Irrita-me ter de alinhar com o discurso de esquerda radical nisto, mas bosque de eucalipto é CRIME. Claro que quem atiça o fogo são os humanos e as trovoadas, mas ele propaga-se muito mais facilmente em terrenos secos, madeira seca mas resinosa, cascas e folhagem seca no chão, que caracteriza os eucaliptais. Outra ajuda vem da falta de densidade do bosque, que facilita correntes de ar projectando as chamas, e pela altura, que leva mais longe essas projecções. Outras florestas mais fechadas restrinjem melhor o fogo a uma área delimitada.

Já em 1868 Jules Verne sabia muito bem dos problemas da floresta de eucalipto: descreve, em Os Filhos do Capitão Grant, o espanto dos europeus que atravessam pela primeira vez uma floresta de eucaliptos na Austrália. É sembre bom ler Verne, mas neste caso vale também pela descrição didáctica que faz sobre a orientação das folhas e como ela facilita a secagem do solo. Não sei nada disto, claro, mas sei distinguir quando os nossos "especialistas" - que os há para todos os gostos - inventam e aldrabam.

No livro, uma caravana de exploradores atravessa a floresta meridional da Austrália. Primeiro o original, depois traduzo.


« Ce fut un cri d’admiration à la vue des eucalyptus hauts de deux cents pieds, dont l’écorce fongueuse mesurait jusqu’à cinq pouces d’épaisseur.

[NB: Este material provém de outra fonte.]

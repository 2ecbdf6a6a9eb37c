//! The product store: the only seam between handlers and persistence.
//!
//! Writes are optimistic. A store never locks rows ahead of time; it applies
//! a batch of [`Change`]s and reports a [`SaveOutcome::Conflict`] when a row
//! it was asked to modify or remove is no longer there. Callers decide how
//! to reconcile.

use async_trait::async_trait;
use catalog_core::pagination::PageRequest;
use catalog_core::types::DbId;

use crate::models::product::Product;

pub mod memory;
pub mod postgres;

pub use memory::MemoryProductStore;
pub use postgres::PgProductStore;

/// Failures a store can report besides a concurrency conflict.
#[derive(Debug, thiserror::Error)]
pub enum StoreError {
    /// The backing database failed or could not be reached.
    #[error("Database error: {0}")]
    Database(#[from] sqlx::Error),

    /// An insert collided with an existing primary key.
    #[error("Product with id {id} already exists")]
    DuplicateKey { id: DbId },
}

/// A staged write, flushed by [`ProductStore::commit`].
#[derive(Debug, Clone, PartialEq, Eq)]
pub enum Change {
    Added(Product),
    Modified(Product),
    Removed(Product),
}

impl Change {
    /// Id of the product this change targets.
    pub fn id(&self) -> DbId {
        match self {
            Change::Added(p) | Change::Modified(p) | Change::Removed(p) => p.id,
        }
    }
}

/// Result of flushing a batch of changes.
///
/// A batch is all-or-nothing: on anything other than `Saved`, none of its
/// changes are visible.
#[derive(Debug)]
#[must_use]
pub enum SaveOutcome {
    /// Every change was applied.
    Saved,
    /// A modify or remove targeted a row that no longer exists.
    Conflict { id: DbId },
    /// The store itself failed.
    Failed(StoreError),
}

/// Collection-like access to persisted products.
#[async_trait]
pub trait ProductStore: Send + Sync {
    /// All products in ascending id order.
    async fn list(&self) -> Result<Vec<Product>, StoreError>;

    /// One page of products in ascending id order.
    async fn list_page(&self, page: PageRequest) -> Result<Vec<Product>, StoreError>;

    /// The product with the given id, if any.
    async fn get(&self, id: DbId) -> Result<Option<Product>, StoreError>;

    /// Whether a product with the given id exists.
    async fn exists(&self, id: DbId) -> Result<bool, StoreError>;

    /// Confirm the store is reachable.
    async fn ping(&self) -> Result<(), StoreError>;

    /// Apply a batch of changes atomically.
    async fn commit(&self, changes: Vec<Change>) -> SaveOutcome;
}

Les troncs, de vingt pieds de tour, sillonnés par les baves d’une résine odorante, s’élevaient à cent cinquante pieds au-dessus du sol. Pas une branche, pas un rameau, pas une pousse capricieuse, pas un nœud même n’altérait leur profil. Ils ne seraient pas sortis plus lisses de la main du tourneur. C’étaient autant de colonnes exactement calibrées qui se comptaient par centaines. Elles s’épanouissaient à une excessive hauteur en chapiteaux de branches contournées et alternes ; à l’aisselle de ces feuilles pendaient des fleurs solitaires dont le calice figurait une urne renversée.

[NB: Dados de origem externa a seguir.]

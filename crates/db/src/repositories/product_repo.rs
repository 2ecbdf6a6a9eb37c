//! Repository for the `products` table.
//!
//! Reads take the pool. Writes take any [`PgExecutor`] so
//! [`PgProductStore`](crate::store::postgres::PgProductStore) can run them
//! inside one transaction.

use catalog_core::pagination::PageRequest;
use catalog_core::types::DbId;
use sqlx::{PgExecutor, PgPool};

use crate::models::product::Product;

/// Column list shared across queries to avoid repetition.
const COLUMNS: &str = "id, name, description, active";

/// Provides CRUD operations for products.
pub struct ProductRepo;

impl ProductRepo {
    /// List all products ordered by id.
    pub async fn list(pool: &PgPool) -> Result<Vec<Product>, sqlx::Error> {
        let query = format!("SELECT {COLUMNS} FROM products ORDER BY id");
        sqlx::query_as::<_, Product>(&query).fetch_all(pool).await
    }

    /// List one page of products ordered by id.
    pub async fn list_page(pool: &PgPool, page: &PageRequest) -> Result<Vec<Product>, sqlx::Error> {
        let query = format!("SELECT {COLUMNS} FROM products ORDER BY id LIMIT $1 OFFSET $2");
        sqlx::query_as::<_, Product>(&query)
            .bind(page.limit())
            .bind(page.offset())
            .fetch_all(pool)
            .await
    }

    /// Find a product by its id.
    pub async fn find_by_id(pool: &PgPool, id: DbId) -> Result<Option<Product>, sqlx::Error> {
        let query = format!("SELECT {COLUMNS} FROM products WHERE id = $1");
        sqlx::query_as::<_, Product>(&query)
            .bind(id)
            .fetch_optional(pool)
            .await
    }

    /// Whether a row with the given id exists.
    pub async fn exists(pool: &PgPool, id: DbId) -> Result<bool, sqlx::Error> {
        sqlx::query_scalar::<_, bool>("SELECT EXISTS(SELECT 1 FROM products WHERE id = $1)")
            .bind(id)
            .fetch_one(pool)
            .await
    }

    /// Insert a product with a caller-chosen id.
    pub async fn insert<'e>(
        executor: impl PgExecutor<'e>,
        product: &Product,
    ) -> Result<(), sqlx::Error> {
        sqlx::query(
            "INSERT INTO products (id, name, description, active) \
             VALUES ($1, $2, $3, $4)",
        )
        .bind(product.id)
        .bind(&product.name)
        .bind(&product.description)
        .bind(product.active)
        .execute(executor)
        .await?;
        Ok(())
    }

    /// Replace every mutable column of a product.
    ///
    /// Returns `false` if no row with the product's id exists.
    pub async fn update<'e>(
        executor: impl PgExecutor<'e>,
        product: &Product,
    ) -> Result<bool, sqlx::Error> {
        let result = sqlx::query(
            "UPDATE products SET name = $2, description = $3, active = $4 \
             WHERE id = $1",
        )
        .bind(product.id)
        .bind(&product.name)
        .bind(&product.description)
        .bind(product.active)
        .execute(executor)
        .await?;
        Ok(result.rows_affected() > 0)
    }

    /// Delete a product by id.
    ///
    /// Returns `true` if a row was removed.
    pub async fn delete<'e>(executor: impl PgExecutor<'e>, id: DbId) -> Result<bool, sqlx::Error> {
        let result = sqlx::query("DELETE FROM products WHERE id = $1")
            .bind(id)
            .execute(executor)
            .await?;
        Ok(result.rows_affected() > 0)
    }
}

#[cfg(test)]
mod tests {
    use super::*;

    fn product(id: DbId, name: &str) -> Product {
        Product {
            id,
            name: Some(name.into()),
            description: Some("Teste".into()),
            active: true,
        }
    }

    #[sqlx::test(migrations = "../../db/migrations")]
    #[ignore = "requires a PostgreSQL instance at DATABASE_URL"]
    async fn insert_then_find_round_trips(pool: PgPool) {
        ProductRepo::insert(&pool, &product(1, "Item1")).await.unwrap();

        let found = ProductRepo::find_by_id(&pool, 1).await.unwrap();
        assert_eq!(found, Some(product(1, "Item1")));
    }

    #[sqlx::test(migrations = "../../db/migrations")]
    #[ignore = "requires a PostgreSQL instance at DATABASE_URL"]
    async fn update_missing_row_reports_false(pool: PgPool) {
        let updated = ProductRepo::update(&pool, &product(42, "ghost")).await.unwrap();
        assert!(!updated);
    }

    #[sqlx::test(migrations = "../../db/migrations")]
    #[ignore = "requires a PostgreSQL instance at DATABASE_URL"]
    async fn list_page_orders_by_id(pool: PgPool) {
        for id in [3, 1, 2] {
            ProductRepo::insert(&pool, &product(id, "p")).await.unwrap();
        }

        let page = PageRequest::from_raw(Some("2"), Some("2"));
        let rows = ProductRepo::list_page(&pool, &page).await.unwrap();
        assert_eq!(rows.iter().map(|p| p.id).collect::<Vec<_>>(), vec![3]);
        assert!(ProductRepo::delete(&pool, 3).await.unwrap());
        assert!(!ProductRepo::exists(&pool, 3).await.unwrap());
    }
}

Sous ce plafond toujours vert, l’air circulait librement ; une incessante ventilation buvait l’humidité du sol ; les chevaux, les troupeaux de bœufs, les chariots pouvaient passer à l’aise entre ces arbres largement espacés et aménagés comme les jalons d’un taillis en coupe. Ce n’était là ni le bois à bouquets pressés et obstrués de ronces, ni la forêt vierge barricadée de troncs abattus et tendue de lianes inextricables, où, seuls, le fer et le feu peuvent frayer la route aux pionniers. Un tapis d’herbe au pied des arbres, une nappe de verdure à leur sommet, de longues perspectives de piliers hardis, peu d’ombre, peu de fraîcheur en somme, une clarté spéciale et semblable aux lueurs qui filtrent à travers un mince tissu, des reflets réguliers, des miroitements nets sur le sol, tout cet ensemble constituait un spectacle bizarre et riche en effets neufs. La forêt du continent océanien ne rappelle en aucune façon les forêts du nouveau monde, et l’eucalyptus, le « Tara » des aborigènes, rangé dans cette famille des myrtes dont les différentes espèces peuvent à peine s’énumérer, est l’arbre par excellence de la flore australienne.

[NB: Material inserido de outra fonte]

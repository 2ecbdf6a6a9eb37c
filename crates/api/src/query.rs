//! Query parameter types for API handlers.

use serde::Deserialize;

/// Pagination parameters (`?page=&page_size=`).
///
/// Both values stay raw strings so malformed input falls back to defaults
/// in `PageRequest::from_raw` instead of failing query extraction.
#[derive(Debug, Deserialize)]
pub struct PaginationParams {
    pub page: Option<String>,
    pub page_size: Option<String>,
}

Si l’ombre n’est pas épaisse ni l’obscurité profonde sous ces dômes de verdure, cela tient à ce que les arbres présentent une anomalie curieuse dans la disposition de leurs feuilles. Aucune n’offre sa face au soleil, mais bien sa tranche acérée. L’œil n’aperçoit que des profils dans ce singulier feuillage. Aussi, les rayons du soleil glissent-ils jusqu’à terre, comme s’ils passaient entre les lames relevées d’une persienne.

Chacun fit cette remarque et parut surpris. Pourquoi cette disposition particulière ? Cette question s’adressait naturellement à Paganel. Il répondit en homme que rien n’embarrasse.

« Ce qui m’étonne ici, dit-il, ce n’est pas la bizarrerie de la nature ; la nature sait ce qu’elle fait, mais les botanistes ne savent pas toujours ce qu’ils disent. La nature ne s’est pas trompée en donnant à ces arbres ce feuillage spécial, mais les hommes se sont fourvoyés en les appelant des « eucalyptus ».

— Que veut dire ce mot ? demanda Mary Grant.

— Il vient de ευ καλύπτω, et signifie "je couvre bien" *. On a eu soin de commettre l’erreur en grec afin qu’elle fût moins sensible, mais il est évident que l’eucalyptus couvre mal.

— Accordé, mon cher Paganel, répondit Glenarvan, et maintenant, apprenez-nous pourquoi les feuilles poussent ainsi.

— Par une raison purement physique, mes amis, répondit Paganel, et que vous comprendrez sans peine. Dans cette contrée où l’air est sec, où les pluies sont rares, où le sol est desséché, les arbres n’ont besoin ni de vent ni de soleil. L’humidité manquant, la sève manque aussi. De là ces feuilles étroites qui cherchent à se défendre elles-mêmes contre le jour et à se préserver d’une trop grande évaporation. Voilà pourquoi elles se présentent de profil et non de face à l’action des rayons solaires. Il n’y a rien de plus intelligent qu’une feuille. »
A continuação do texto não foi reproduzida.